This kettle is powerful and precise, and it can hold a temperature for quite a while (30 minutes). There's also a speedy pre-boil function, which lets you heat your water almost instantly and let it cool to your desired temp. You are given plenty of control over the device using the touchpad on the front. It takes a little to get used to — sometimes it doesn't respond immediately — but there you can set timers, choose your temperature (6 presets or your custom input) and activate the pre-boil.
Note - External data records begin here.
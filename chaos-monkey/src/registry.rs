// File: chaos-monkey/src/registry.rs
//
// Action Registry
//
// Maps behaviour names to their action generator and checks. Names live in a
// sorted map: the set handed to the selector is always in the same canonical
// order, whatever the registration order or the process hash seed.

use crate::arbitrary::ArbitraryAction;
use crate::error::{MonkeyError, MonkeyResult};
use crate::hooks::{noop_post, noop_pre, PostHook, PreHook};
use std::collections::BTreeMap;
use std::sync::Arc;

/// Optional checks attached to a behaviour
pub struct BehaviourOptions<T> {
    precondition: Option<PreHook>,
    postcondition: Option<PostHook<T>>,
}

impl<T> BehaviourOptions<T> {
    /// No precondition, no postcondition
    pub fn new() -> Self {
        Self {
            precondition: None,
            postcondition: None,
        }
    }

    /// Check run before the action is launched
    pub fn precondition<F>(mut self, f: F) -> Self
    where
        F: Fn() -> anyhow::Result<()> + Send + Sync + 'static,
    {
        self.precondition = Some(Arc::new(f));
        self
    }

    /// Check run on the action result once it resolved
    pub fn postcondition<F>(mut self, f: F) -> Self
    where
        F: Fn(&T) -> anyhow::Result<()> + Send + Sync + 'static,
    {
        self.postcondition = Some(Arc::new(f));
        self
    }
}

impl<T> Default for BehaviourOptions<T> {
    fn default() -> Self {
        Self::new()
    }
}

/// Registered behaviour
///
/// Cloning is cheap: the action and checks are shared.
pub struct Behaviour<T> {
    name: String,
    action: Arc<dyn ArbitraryAction<T>>,
    precondition: PreHook,
    postcondition: PostHook<T>,
}

impl<T> Clone for Behaviour<T> {
    fn clone(&self) -> Self {
        Self {
            name: self.name.clone(),
            action: self.action.clone(),
            precondition: self.precondition.clone(),
            postcondition: self.postcondition.clone(),
        }
    }
}

impl<T> Behaviour<T> {
    /// Assemble a behaviour, missing checks default to no-ops
    pub fn new(
        name: impl Into<String>,
        action: Arc<dyn ArbitraryAction<T>>,
        options: BehaviourOptions<T>,
    ) -> Self {
        Self {
            name: name.into(),
            action,
            precondition: options.precondition.unwrap_or_else(noop_pre),
            postcondition: options.postcondition.unwrap_or_else(noop_post),
        }
    }

    /// Behaviour name
    pub fn name(&self) -> &str {
        &self.name
    }

    /// Action generator
    pub fn action(&self) -> &Arc<dyn ArbitraryAction<T>> {
        &self.action
    }

    /// Precondition, a no-op when none was given
    pub fn precondition(&self) -> &PreHook {
        &self.precondition
    }

    /// Postcondition, a no-op when none was given
    pub fn postcondition(&self) -> &PostHook<T> {
        &self.postcondition
    }
}

/// Name -> behaviour mapping
pub struct Registry<T> {
    entries: BTreeMap<String, Behaviour<T>>,
}

impl<T> Registry<T> {
    /// Empty registry
    pub fn new() -> Self {
        Self {
            entries: BTreeMap::new(),
        }
    }

    /// Insert or replace the behaviour `name`
    ///
    /// Returns `true` when an existing entry was replaced.
    ///
    /// # Errors
    ///
    /// - `InvalidName` if `name` is empty
    /// - `InvalidAction` if the generator cannot produce executions
    pub fn register(
        &mut self,
        name: &str,
        action: Arc<dyn ArbitraryAction<T>>,
        options: BehaviourOptions<T>,
    ) -> MonkeyResult<bool> {
        if name.is_empty() {
            return Err(MonkeyError::InvalidName);
        }
        action
            .validate()
            .map_err(|e| MonkeyError::InvalidAction {
                name: name.to_string(),
                reason: format!("{:#}", e),
            })?;

        let replaced = self
            .entries
            .insert(name.to_string(), Behaviour::new(name, action, options))
            .is_some();

        // Overwriting is kept, but it is rarely what the caller meant
        if replaced && log::log_enabled!(log::Level::Warn) {
            log::warn!("Behaviour '{}' registered twice, previous entry replaced", name);
        }
        Ok(replaced)
    }

    /// Behaviour registered under `name`
    pub fn get(&self, name: &str) -> MonkeyResult<&Behaviour<T>> {
        self.entries
            .get(name)
            .ok_or_else(|| MonkeyError::UnknownBehaviour(name.to_string()))
    }

    /// Current name set, in canonical order
    pub fn names(&self) -> Vec<&str> {
        self.entries.keys().map(String::as_str).collect()
    }

    /// Whether `name` is registered
    pub fn contains(&self, name: &str) -> bool {
        self.entries.contains_key(name)
    }

    /// Number of behaviours
    pub fn len(&self) -> usize {
        self.entries.len()
    }

    /// Whether no behaviour is registered
    pub fn is_empty(&self) -> bool {
        self.entries.is_empty()
    }
}

impl<T> Default for Registry<T> {
    fn default() -> Self {
        Self::new()
    }
}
The built-in tea chamber and customizable timers help you brew the perfect cup with precision. But the glass chamber, which lets you see your tea evolve as it steeps, captures a lot of condensation as it cools, and even when at room temperature. Then, because it's clear, it gets a little unsightly. Sure, it's a reminder to not let water sit in there unused, but it's not the best-looking countertop kettle. — Evan Malachosky, Associate Editor

The Sowden Kettle is for those who appreciate simplicity. It does one thing — boils water — and it does it while looking good. Designed by George Sowden, the kettle has clean curves and lines, along with tasteful colors. It's a functional design that you don't want to ferret away in a cupboard after using. It can heat up to 1.5 liters of water relatively quickly (about 3 minutes for a pint and 5 minutes for a quart) by simply pushing a lever beneath the handle.

As the kettle comes to a boil, it is louder than some other models, but its greatest feature is a double-walled design that keeps the outer walls cool to the touch (and hot water hotter, longer). The kettle shuts off automatically once the water is boiling, and features a spout that's easy to deliver slow-to-medium pours — if you're looking to dump out water quickly (perhaps to refill), then the spout isn't the fastest option.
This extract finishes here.